Démocratie : Comment la France veut nationaliser Internet
Des députés ont proposé qu’on ne parle plus d’Internet mais de l’Internet. Il faudrait aller plus loin et parler de l’Internet français : nos dirigeants sont lentement mais sûrement en train de nationaliser Internet, qu’ils jugent incompatibles avec leur agenda économique et sécuritaire.
Rétablir des barrières économiques
Du point de vue économique, Internet fait tomber les barrières. En ouvrant le champ de la concurrence, il bénéfice du plus grand nombre – au détriment des acteurs établis et de l’État lui-même, qui n’entendent pas laisser avancer le progrès.
AirBnB ouvre l’hébergement de courte durée à la concurrence. UberPop et BlaBlaCar, le transport de personnes. Ils ne proposent pas ce service eux-mêmes : ils créent une plateforme, un marché où peuvent se rencontrer l’offre et la demande et où chacun d’entre nous peut être l’un, ou l’autre, et souvent les deux à la fois.
Tout le monde est content, sauf ceux dont les activités étaient protégées par des barrières à l’entrée. Les hôtels et les taxis, certes, mais pas seulement : l’Etat lui aussi a besoin de frontières pour exercer son pouvoir. Entre les intérêts des citoyens d’une part, et ceux des lobbies (tourisme, taxis, presse, culture…) et de l’État d’autre part, devinez lesquels seront les mieux défendus par nos politiciens ? Si Internet efface les frontières, l’Etat les rétablira coûte que coûte :
- En interdisant purement et simplement certains services : hier Netflix, aujourd’hui UberPop et le coavionnage ;
- En imposant ses conditions : une limite au nombre de nuitées, l’interdiction de la livraison gratuite de livres, des quotas de production française, l’interdiction de liens hypertexte et le filtrage automatique des contenus soumis au droit d’auteur ;
- En rançonnant les acteurs : Google est ainsi obligé de financer la presse française.
Sur Internet, la souveraineté perdue de l’État n’est pas transférée aux géants du web : Internet donne plus de liberté aux citoyens, qui n’ont plus besoin d’une autorisation pour proposer leurs services ou d’un employeur pour exercer une activité. Ces bouleversements remettent profondément en cause un modèle social inadapté.

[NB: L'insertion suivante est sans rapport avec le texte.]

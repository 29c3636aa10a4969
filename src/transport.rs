//! The seam between request building and the network.
//!
//! Requests and responses cross this boundary as plain data, so the builder
//! and parser never touch the network themselves. [`ReqwestTransport`] is
//! the default; tests and embedders can supply any other [`Transport`].

use crate::Result;
use http::{HeaderMap, Method, StatusCode};
use std::future::Future;
use std::time::Duration;
use url::Url;

/// A fully built HTTP request described as plain data.
#[derive(Debug, Clone)]
pub struct PreparedRequest {
    /// The HTTP method (`GET` for single lookups, `POST` for batches).
    pub method: Method,
    /// The absolute URL, credentials and address fields included.
    pub url: Url,
    /// Headers to send.
    pub headers: HeaderMap,
    /// The JSON body, for batches.
    pub body: Option<String>,
}

impl PreparedRequest {
    /// The URL with the auth token masked, for logging.
    pub fn redacted_url(&self) -> String {
        let mut url = self.url.clone();
        let pairs: Vec<(String, String)> = self
            .url
            .query_pairs()
            .map(|(k, v)| {
                let v = if k == "auth-token" {
                    "REDACTED".to_string()
                } else {
                    v.into_owned()
                };
                (k.into_owned(), v)
            })
            .collect();
        url.query_pairs_mut().clear().extend_pairs(pairs);
        url.to_string()
    }
}

/// An HTTP response described as plain data.
#[derive(Debug, Clone)]
pub struct RawResponse {
    /// The HTTP status code.
    pub status: StatusCode,
    /// The response headers.
    pub headers: HeaderMap,
    /// The response body as text.
    pub body: String,
}

/// Executes prepared requests.
///
/// # Examples
///
/// ```
/// use smarty_street::transport::{PreparedRequest, RawResponse, Transport};
/// use http::{HeaderMap, StatusCode};
///
/// struct AlwaysEmpty;
///
/// impl Transport for AlwaysEmpty {
///     async fn send(&self, _request: PreparedRequest) -> smarty_street::Result<RawResponse> {
///         Ok(RawResponse {
///             status: StatusCode::OK,
///             headers: HeaderMap::new(),
///             body: "[]".to_string(),
///         })
///     }
/// }
/// ```
pub trait Transport: Send + Sync {
    /// Sends the request and returns the provider's answer, whatever its status.
    ///
    /// Only failures to obtain a response at all are errors here; status
    /// handling belongs to the response parser.
    fn send(&self, request: PreparedRequest) -> impl Future<Output = Result<RawResponse>> + Send;
}

/// The default transport, backed by a `reqwest::Client`.
#[derive(Debug, Clone)]
pub struct ReqwestTransport {
    http_client: reqwest::Client,
    timeout: Option<Duration>,
}

impl ReqwestTransport {
    /// Wraps an existing `reqwest::Client`.
    pub fn new(http_client: reqwest::Client) -> Self {
        Self {
            http_client,
            timeout: None,
        }
    }

    /// Applies a per-request timeout.
    pub fn with_timeout(mut self, timeout: Duration) -> Self {
        self.timeout = Some(timeout);
        self
    }
}

impl Transport for ReqwestTransport {
    async fn send(&self, request: PreparedRequest) -> Result<RawResponse> {
        let mut builder = self
            .http_client
            .request(request.method, request.url)
            .headers(request.headers);

        if let Some(timeout) = self.timeout {
            builder = builder.timeout(timeout);
        }

        if let Some(body) = request.body {
            builder = builder.body(body);
        }

        let response = builder.send().await?;
        let status = response.status();
        let headers = response.headers().clone();
        let body = response.text().await?;

        Ok(RawResponse {
            status,
            headers,
            body,
        })
    }
}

Et bien entendu, non content de restreindre l’usage d’Internet sur le territoire français, l’État veut sa part du gâteau. Internet est un réseau mondial ; un internaute français peut découvrir un livre via une publicité sur un forum allemand et l’acheter à un libraire anglais sur un site américain. Où ont été générés les revenus ? et les profits ? L’État a tranché : s’il y a une activité quelque part, il veut sa part.
Un contrôle parental étendu à l’ensemble de la population
Mais pour nationaliser Internet, contrôler les transactions ne suffit pas. Il faut tout contrôler. L’État s’est donc doté des moyens législatifs et opérationnels lui permettant :
- de surveiller Internet, via une loi renseignement l’autorisant à surveiller le trafic de l’ensemble des Français ;
- de censurer les contenus en ligne, en faisant porter la responsabilité des contenus par les hébergeurs et fournisseurs d’accès pour restreindre la liberté d’expression sur Internet autant qu’ailleurs.
Et parce qu’un contrôle parental étendu à l’ensemble de la population laisse encore à désirer, certains voudraient contrôler jusqu’aux outils que nous utilisons :
- les systèmes d’exploitation, en développant un « système d’exploitation souverain » sur le modèle de la Corée du Nord (Redstar OS) ;
- les services de messagerie, en imposant à leurs développeurs de créer volontairement des failles de sécurité que les Etats pourraient exploiter.
L’Internet mondial et l’Internet français
Internet permet aux individus d’interagir et de s’organiser librement, sans intermédiaire. Ce qui n’est pas du goût de l’État, qui entend demeurer incontournable – quitte à fermer la porte aux promesses d’un monde ouvert. Il y aura donc deux Internet : l’Internet mondial, et l’Internet français. Un village mondial, un village gaulois.
En dernière analyse, les efforts des politiciens français pour que l’Internet libre s’arrête aux frontières de la France ne révèlent pas que leur préférence systématique des intérêts des lobbies et de l’État à ceux des citoyens, ni jusqu’où ils sont prêts à aller pour garder le contrôle sur l’argent et le pouvoir. Ils montrent surtout à quel point nos dirigeants sont mal à l’aise avec la liberté et ce qu’elle implique : que chacun puisse choisir, et qu’ils ne choisissent pas pour tous les autres.